The source of this tasty inspiration was a care package that my mom sent me last week, which was brimming with special gifts (thanks mom!). Among the many treasures was a pound of Minnesota wild rice. Now, it is no secret that I love wild rice in all forms, so I quickly got to work in the kitchen stirring up some new creations. 

Enter the wild rice salad. What I especially love about this dish is its simplicity. The flavors balance each other well, with the nutty wild rice enveloped in garlicky spinach, sweet tomatoes, fruity olive oil, and tangy feta. If you want additional protein, you could certainly include chopped chicken as well.

Also hiding within the care package were these great moose (meese?)! Among her many talents, my mom is a creative genius when it comes to crafting things out of leather, and she has made some truly unique creations. If you love her moose, check out her Etsy and Facebook pages, they are filled with countless fun items.

What do you like to make with wild rice? Let me know below!

Wild Rice Salad
Yield: 2 main dish or 4 side dish servings
Cook time: 10-15 minutes

  • 1/2 cup (80 grams) dry wild rice, cooked
  • 1 tbls. olive oil
  • 12 oz. baby spinach - rinsed well
  • a few shakes of ground nutmeg
  • 1-2 garlic cloves, minced (I use two, but I like things garlicky)
  • 1/2 tsp. onion powder
  • a couple handfuls of grape tomatoes
  • 1/2 cup feta cheese
  • salt and pepper to taste
  1. Heat olive oil in a large saute pan over medium heat.
  2. Add spinach and saute until it wilts down. 
    • It will seem like A LOT of spinach at first, but it cooks down considerably, I promise! 
  3. Once the spinach is primarily wilted, add the garlic, onion powder, and nutmeg. Cook for 1 minute.
  4. Add the tomatoes and cooked wild rice, mixing together. Saute until heated through.
  5. Stir in feta cheese and immediately transfer to a serving dish.
  6. Season with salt and pepper to taste. (Due to the saltiness of the feta, salt gradually)
  7. Enjoy!
Recipe by Paula's Plate

Thursday, May 29, 2014

Strawberry Banana Smoothie

We have all had those mornings when staying in bed and sleeping an extra five, ten, fifteen minutes sounds way more appealing than starting the day. Unfortunately for me it has been happening more often than not, which results in a scramble to get a good breakfast in the morning. 

Enter the smoothie.

I have recently discovered the wonders of the smoothie. (Yes, I realize I'm a bit late in the game...) You get your fruit, protein, whole grain, and fiber all whirled together in a deliciously cold drink; best of all, this happens in less than five minutes. Yes please! Currently my favorite creation consists of frozen banana, strawberries, Greek yogurt, milk, and rolled oats (Yes, oats!) With the sweet flavor of strawberry-banana combined with satiating protein and fiber, this smoothie is the perfect fuel to get you through your morning, especially as the hot summer months creep in.

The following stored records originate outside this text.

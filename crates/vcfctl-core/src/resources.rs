//! Resource lookup on completed tasks
//!
//! Operations that create something (a domain, a cluster, a host) list what
//! they created in the task's `resources`. A follow-up call usually needs one
//! of those ids.

use crate::client::TaskSource;
use crate::error::{CoreError, Result};
use tracing::debug;

/// Id of the first resource of `resource_type` declared by a task
///
/// Always fetches a fresh snapshot. Matching on the type is exact.
pub async fn get_resource_id<S: TaskSource + ?Sized>(
    source: &S,
    task_id: &str,
    resource_type: &str,
) -> Result<String> {
    let task = source.get_task(task_id).await?.into_result()?;

    if task.resources.is_empty() {
        return Err(CoreError::NoResources {
            task_id: task_id.to_string(),
        });
    }

    match task.resource_id(resource_type) {
        Some(id) => {
            debug!("Task {} created {} {}", task_id, resource_type, id);
            Ok(id.to_string())
        }
        None => Err(CoreError::ResourceTypeNotFound {
            task_id: task_id.to_string(),
            resource_type: resource_type.to_string(),
        }),
    }
}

What is your favorite grab and go breakfast? Let me know below!

Strawberry Banana Smoothie
Yields: 1 big or 2 small smoothies
Time: 3 minutes

  • 3/4-1 cup milk of choice, depending on desired thickness (I use 1 cup of vanilla almond milk)
  • 1 5-6 oz. container strawberry Greek yogurt. (You may also use plain, if desired)
    • If you use plain, you may need to add sweetener to taste.
  • 1 tsp. pure vanilla extract
  • 1 cup strawberries - tops removed
  • 1 banana - frozen and broken into chunks (you may also use fresh, but frozen yields a great texture) Also, remember, the riper the banana the sweeter your smoothie!
  • 1/4 cup oats (rolled or quick cooking)
  1. Combine ingredients into a blender in order listed above.
  2. Blend on high until smooth and creamy.
  3. Pour into a tall glass and enjoy!